══ RECORD EXTRACTS
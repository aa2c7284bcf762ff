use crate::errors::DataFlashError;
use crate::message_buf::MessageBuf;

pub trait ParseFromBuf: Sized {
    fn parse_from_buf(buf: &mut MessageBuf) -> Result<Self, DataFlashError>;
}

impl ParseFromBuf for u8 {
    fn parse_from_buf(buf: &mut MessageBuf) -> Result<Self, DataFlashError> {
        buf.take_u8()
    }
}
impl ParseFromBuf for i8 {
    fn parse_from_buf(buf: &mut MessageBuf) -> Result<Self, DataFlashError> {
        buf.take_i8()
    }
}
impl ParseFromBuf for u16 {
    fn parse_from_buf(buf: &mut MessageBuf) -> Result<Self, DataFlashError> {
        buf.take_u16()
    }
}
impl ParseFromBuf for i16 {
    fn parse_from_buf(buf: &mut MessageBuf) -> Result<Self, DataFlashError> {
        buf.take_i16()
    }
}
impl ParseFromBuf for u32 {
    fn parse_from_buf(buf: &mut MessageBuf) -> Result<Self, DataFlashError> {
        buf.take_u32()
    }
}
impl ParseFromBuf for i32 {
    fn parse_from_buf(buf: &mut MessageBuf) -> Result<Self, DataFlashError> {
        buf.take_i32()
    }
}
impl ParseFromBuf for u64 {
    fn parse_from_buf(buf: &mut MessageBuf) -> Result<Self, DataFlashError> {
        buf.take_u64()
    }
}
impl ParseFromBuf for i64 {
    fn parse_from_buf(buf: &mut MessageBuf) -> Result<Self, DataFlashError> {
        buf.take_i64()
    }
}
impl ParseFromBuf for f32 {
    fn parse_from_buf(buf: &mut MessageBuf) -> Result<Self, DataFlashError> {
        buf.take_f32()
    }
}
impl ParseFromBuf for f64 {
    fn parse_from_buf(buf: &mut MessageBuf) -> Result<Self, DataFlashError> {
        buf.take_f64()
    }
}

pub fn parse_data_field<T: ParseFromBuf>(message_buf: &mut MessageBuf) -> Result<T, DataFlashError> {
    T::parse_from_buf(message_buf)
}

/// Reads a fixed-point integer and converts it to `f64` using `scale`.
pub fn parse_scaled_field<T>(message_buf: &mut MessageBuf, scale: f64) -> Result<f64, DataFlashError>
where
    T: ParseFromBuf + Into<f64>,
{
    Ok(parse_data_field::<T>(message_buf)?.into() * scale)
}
════
══ RECORD EXTRACTS
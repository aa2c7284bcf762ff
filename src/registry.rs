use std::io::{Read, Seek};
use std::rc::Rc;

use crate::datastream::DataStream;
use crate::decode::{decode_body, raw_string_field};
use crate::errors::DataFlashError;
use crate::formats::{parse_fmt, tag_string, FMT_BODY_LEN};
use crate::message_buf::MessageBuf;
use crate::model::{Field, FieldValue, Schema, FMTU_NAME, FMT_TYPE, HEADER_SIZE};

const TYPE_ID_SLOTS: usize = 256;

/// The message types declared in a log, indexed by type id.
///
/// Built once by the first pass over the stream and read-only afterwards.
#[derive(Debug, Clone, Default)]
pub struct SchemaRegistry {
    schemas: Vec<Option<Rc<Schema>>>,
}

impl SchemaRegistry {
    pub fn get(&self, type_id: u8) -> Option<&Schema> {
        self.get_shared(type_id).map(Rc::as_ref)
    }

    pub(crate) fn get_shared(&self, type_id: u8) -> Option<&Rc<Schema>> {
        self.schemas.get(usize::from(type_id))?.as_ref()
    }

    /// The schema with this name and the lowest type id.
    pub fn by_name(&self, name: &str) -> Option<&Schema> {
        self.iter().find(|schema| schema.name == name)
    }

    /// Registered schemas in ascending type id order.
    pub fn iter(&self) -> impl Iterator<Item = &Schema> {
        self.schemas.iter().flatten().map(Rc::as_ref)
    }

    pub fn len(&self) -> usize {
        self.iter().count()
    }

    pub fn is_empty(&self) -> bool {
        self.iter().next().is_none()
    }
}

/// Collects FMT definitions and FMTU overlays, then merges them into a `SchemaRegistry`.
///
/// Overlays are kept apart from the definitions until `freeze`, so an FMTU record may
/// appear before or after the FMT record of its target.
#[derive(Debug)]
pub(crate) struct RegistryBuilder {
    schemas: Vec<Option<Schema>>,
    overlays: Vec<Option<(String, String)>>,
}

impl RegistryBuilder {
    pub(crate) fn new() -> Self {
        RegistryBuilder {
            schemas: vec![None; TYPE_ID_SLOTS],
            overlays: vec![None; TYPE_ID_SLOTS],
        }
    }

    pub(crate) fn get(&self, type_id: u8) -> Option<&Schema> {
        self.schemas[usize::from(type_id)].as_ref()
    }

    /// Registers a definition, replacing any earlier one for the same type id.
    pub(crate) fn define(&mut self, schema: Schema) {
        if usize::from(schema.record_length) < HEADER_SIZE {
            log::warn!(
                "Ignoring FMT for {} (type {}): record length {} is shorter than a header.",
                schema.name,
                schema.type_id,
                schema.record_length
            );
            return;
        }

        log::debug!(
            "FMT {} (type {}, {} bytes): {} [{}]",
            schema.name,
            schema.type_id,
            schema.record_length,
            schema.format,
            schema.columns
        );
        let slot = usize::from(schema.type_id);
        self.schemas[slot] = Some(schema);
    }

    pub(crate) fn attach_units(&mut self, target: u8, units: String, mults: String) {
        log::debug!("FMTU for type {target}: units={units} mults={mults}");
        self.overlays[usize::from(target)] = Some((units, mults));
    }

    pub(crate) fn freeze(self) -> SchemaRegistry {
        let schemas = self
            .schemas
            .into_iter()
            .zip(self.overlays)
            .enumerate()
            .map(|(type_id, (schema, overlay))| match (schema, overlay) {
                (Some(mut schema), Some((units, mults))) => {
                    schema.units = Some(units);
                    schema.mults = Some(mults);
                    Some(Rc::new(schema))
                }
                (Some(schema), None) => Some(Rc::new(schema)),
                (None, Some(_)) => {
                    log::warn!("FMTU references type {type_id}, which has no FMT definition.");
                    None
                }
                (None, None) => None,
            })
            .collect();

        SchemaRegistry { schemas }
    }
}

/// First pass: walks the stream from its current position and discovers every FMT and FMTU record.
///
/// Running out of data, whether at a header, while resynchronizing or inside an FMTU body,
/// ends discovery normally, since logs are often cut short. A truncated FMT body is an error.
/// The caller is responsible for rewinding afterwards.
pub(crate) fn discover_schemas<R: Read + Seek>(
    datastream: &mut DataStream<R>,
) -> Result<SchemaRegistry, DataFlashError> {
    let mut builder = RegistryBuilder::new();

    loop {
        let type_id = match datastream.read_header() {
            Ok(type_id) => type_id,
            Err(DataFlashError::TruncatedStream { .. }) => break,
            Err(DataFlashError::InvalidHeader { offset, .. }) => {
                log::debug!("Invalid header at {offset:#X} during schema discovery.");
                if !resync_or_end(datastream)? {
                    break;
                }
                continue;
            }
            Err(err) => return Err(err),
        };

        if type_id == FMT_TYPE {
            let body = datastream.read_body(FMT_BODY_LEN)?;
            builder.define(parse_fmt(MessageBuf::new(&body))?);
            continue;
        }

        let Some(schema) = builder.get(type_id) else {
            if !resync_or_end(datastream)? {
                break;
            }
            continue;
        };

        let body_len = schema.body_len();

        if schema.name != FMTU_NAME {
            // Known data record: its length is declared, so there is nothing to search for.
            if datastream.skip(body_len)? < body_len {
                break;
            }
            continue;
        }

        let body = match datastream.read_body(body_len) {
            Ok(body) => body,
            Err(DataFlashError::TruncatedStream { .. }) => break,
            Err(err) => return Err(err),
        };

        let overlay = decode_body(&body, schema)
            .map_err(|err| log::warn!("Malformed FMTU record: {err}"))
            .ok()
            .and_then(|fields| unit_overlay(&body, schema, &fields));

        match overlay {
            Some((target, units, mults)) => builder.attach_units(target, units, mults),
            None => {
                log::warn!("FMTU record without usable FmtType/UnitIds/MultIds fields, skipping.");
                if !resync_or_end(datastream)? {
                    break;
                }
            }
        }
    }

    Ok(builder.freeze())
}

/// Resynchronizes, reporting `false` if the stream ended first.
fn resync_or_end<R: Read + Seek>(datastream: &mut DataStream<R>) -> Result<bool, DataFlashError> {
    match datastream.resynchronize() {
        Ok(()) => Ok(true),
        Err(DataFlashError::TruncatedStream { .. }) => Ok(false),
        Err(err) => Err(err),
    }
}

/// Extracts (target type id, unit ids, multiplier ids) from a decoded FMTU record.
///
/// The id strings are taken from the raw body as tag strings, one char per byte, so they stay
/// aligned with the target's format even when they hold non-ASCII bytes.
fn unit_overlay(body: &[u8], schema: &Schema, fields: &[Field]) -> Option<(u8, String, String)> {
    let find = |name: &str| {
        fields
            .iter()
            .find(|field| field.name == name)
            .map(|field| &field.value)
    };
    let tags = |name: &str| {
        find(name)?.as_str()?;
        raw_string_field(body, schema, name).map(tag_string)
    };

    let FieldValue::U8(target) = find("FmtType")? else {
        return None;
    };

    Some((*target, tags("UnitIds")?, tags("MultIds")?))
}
════
══ RECORD EXTRACTS
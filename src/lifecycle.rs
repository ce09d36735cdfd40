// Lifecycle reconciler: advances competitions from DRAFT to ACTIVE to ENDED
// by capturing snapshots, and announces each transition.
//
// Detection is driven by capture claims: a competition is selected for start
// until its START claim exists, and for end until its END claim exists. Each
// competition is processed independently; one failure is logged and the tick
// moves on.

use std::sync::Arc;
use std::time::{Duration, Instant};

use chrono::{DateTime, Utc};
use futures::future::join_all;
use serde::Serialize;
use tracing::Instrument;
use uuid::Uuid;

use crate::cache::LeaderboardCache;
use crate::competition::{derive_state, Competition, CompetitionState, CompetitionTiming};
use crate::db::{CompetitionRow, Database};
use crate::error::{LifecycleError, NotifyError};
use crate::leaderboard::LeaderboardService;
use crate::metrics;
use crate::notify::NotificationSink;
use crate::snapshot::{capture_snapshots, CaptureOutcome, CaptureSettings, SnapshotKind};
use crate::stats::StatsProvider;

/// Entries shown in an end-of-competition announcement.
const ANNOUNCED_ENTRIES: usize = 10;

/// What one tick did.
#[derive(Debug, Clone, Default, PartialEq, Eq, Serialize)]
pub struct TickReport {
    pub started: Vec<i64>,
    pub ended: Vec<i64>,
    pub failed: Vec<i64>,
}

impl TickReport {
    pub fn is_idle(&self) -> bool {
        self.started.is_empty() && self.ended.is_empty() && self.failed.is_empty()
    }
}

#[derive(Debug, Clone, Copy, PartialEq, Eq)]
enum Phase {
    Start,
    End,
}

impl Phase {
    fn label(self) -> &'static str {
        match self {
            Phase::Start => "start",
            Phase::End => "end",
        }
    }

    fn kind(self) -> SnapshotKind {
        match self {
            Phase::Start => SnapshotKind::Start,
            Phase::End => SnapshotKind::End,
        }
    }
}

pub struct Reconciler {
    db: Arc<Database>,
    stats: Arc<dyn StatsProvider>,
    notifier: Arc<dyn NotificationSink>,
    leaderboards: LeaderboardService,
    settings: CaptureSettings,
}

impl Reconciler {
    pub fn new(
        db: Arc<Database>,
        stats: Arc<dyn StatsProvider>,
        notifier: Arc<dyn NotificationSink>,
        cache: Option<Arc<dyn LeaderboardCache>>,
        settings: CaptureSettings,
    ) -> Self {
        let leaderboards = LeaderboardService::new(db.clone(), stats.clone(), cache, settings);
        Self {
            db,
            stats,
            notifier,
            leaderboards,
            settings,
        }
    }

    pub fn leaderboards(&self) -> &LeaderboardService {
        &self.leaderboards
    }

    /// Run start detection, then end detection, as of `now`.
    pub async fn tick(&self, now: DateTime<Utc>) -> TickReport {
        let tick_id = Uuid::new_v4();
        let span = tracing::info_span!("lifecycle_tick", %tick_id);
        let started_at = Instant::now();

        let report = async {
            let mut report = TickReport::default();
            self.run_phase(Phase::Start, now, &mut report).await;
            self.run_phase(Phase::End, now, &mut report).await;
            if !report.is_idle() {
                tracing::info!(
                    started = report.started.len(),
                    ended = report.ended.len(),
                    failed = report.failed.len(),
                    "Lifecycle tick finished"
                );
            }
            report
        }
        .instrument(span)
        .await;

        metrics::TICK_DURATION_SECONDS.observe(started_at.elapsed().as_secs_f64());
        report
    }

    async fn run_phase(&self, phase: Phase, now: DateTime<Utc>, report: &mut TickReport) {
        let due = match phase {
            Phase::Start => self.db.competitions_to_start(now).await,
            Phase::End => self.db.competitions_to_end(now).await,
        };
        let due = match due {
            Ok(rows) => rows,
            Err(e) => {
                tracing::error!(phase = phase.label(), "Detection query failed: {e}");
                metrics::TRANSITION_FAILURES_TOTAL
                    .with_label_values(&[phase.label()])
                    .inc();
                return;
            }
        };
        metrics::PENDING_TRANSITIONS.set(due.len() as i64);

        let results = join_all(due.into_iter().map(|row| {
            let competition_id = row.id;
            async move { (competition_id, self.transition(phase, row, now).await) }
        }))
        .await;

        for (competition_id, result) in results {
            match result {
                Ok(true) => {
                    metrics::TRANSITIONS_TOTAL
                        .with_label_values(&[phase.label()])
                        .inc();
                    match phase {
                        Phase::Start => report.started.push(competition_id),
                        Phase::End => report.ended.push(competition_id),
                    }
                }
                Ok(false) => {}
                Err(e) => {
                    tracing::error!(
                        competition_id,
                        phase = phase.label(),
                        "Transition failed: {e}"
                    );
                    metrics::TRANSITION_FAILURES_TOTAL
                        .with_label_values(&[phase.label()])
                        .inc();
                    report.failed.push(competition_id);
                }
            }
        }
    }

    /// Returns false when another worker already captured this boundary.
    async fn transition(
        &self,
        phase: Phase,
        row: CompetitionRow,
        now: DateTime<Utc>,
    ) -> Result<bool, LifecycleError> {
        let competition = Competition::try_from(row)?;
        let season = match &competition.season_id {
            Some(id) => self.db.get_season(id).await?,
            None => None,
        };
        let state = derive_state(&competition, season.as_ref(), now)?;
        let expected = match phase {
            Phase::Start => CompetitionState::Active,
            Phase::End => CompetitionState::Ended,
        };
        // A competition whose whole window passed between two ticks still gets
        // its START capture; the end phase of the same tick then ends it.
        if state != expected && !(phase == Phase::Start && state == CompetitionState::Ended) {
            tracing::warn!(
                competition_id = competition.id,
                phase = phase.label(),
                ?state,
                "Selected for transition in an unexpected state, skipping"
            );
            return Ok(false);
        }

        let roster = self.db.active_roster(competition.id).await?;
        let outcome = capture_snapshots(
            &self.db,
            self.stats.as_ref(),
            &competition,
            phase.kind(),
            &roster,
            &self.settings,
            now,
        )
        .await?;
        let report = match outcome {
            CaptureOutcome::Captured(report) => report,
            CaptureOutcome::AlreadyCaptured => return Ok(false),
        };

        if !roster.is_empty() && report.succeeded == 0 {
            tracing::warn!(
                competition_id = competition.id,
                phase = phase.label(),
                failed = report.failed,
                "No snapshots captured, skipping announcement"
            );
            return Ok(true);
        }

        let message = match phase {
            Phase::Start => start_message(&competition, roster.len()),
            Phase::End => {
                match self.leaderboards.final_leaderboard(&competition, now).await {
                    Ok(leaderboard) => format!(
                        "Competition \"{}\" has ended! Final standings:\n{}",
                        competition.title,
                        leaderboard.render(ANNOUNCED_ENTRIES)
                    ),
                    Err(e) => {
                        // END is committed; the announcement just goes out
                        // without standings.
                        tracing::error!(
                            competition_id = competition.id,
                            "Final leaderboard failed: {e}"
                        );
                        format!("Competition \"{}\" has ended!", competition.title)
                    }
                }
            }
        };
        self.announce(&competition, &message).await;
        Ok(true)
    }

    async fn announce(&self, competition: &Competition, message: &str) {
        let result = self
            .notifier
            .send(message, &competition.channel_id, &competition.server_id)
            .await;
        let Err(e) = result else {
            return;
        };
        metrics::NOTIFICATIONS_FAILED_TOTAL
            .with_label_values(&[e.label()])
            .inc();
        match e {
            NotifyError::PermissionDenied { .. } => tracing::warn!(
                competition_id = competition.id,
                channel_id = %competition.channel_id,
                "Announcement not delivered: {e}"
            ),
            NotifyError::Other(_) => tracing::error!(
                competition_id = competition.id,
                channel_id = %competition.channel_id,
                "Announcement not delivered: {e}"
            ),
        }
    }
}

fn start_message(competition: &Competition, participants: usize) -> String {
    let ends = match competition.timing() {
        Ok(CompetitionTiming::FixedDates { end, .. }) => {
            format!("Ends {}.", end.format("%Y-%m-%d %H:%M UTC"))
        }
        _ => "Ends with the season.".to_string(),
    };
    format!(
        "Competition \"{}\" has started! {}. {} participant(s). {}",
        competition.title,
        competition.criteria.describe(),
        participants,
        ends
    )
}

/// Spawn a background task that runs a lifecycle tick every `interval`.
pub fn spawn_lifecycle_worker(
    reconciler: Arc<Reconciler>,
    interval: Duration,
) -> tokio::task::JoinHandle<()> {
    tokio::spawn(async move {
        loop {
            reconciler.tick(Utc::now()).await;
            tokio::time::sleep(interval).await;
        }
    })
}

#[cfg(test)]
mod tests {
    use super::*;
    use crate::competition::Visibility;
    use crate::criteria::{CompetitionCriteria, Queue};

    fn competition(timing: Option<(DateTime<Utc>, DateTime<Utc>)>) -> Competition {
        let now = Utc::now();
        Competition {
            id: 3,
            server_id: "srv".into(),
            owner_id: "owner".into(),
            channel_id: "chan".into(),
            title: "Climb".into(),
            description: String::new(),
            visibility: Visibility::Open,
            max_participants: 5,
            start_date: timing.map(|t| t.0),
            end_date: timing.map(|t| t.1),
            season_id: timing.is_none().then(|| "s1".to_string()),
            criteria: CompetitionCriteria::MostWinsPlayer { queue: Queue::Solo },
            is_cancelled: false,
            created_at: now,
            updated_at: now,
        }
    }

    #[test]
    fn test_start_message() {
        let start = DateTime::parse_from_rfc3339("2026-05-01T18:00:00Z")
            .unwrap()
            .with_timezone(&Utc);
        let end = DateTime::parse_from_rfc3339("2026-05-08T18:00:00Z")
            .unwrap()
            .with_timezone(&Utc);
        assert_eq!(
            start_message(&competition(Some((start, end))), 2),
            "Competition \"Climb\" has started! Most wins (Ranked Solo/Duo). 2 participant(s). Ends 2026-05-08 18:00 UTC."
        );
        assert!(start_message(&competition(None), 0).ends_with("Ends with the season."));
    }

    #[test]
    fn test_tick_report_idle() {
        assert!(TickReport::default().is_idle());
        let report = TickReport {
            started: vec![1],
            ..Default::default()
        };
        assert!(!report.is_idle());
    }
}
════
* WHAT YOU SHOULD DO *
Given the data above, which lines hold the string "stats"? Return them.

* ANSWER FOR THIS EXERCISE *
use crate::stats::StatsProvider;
    stats: Arc<dyn StatsProvider>,
        stats: Arc<dyn StatsProvider>,
        let leaderboards = LeaderboardService::new(db.clone(), stats.clone(), cache, settings);
            stats,
            self.stats.as_ref(),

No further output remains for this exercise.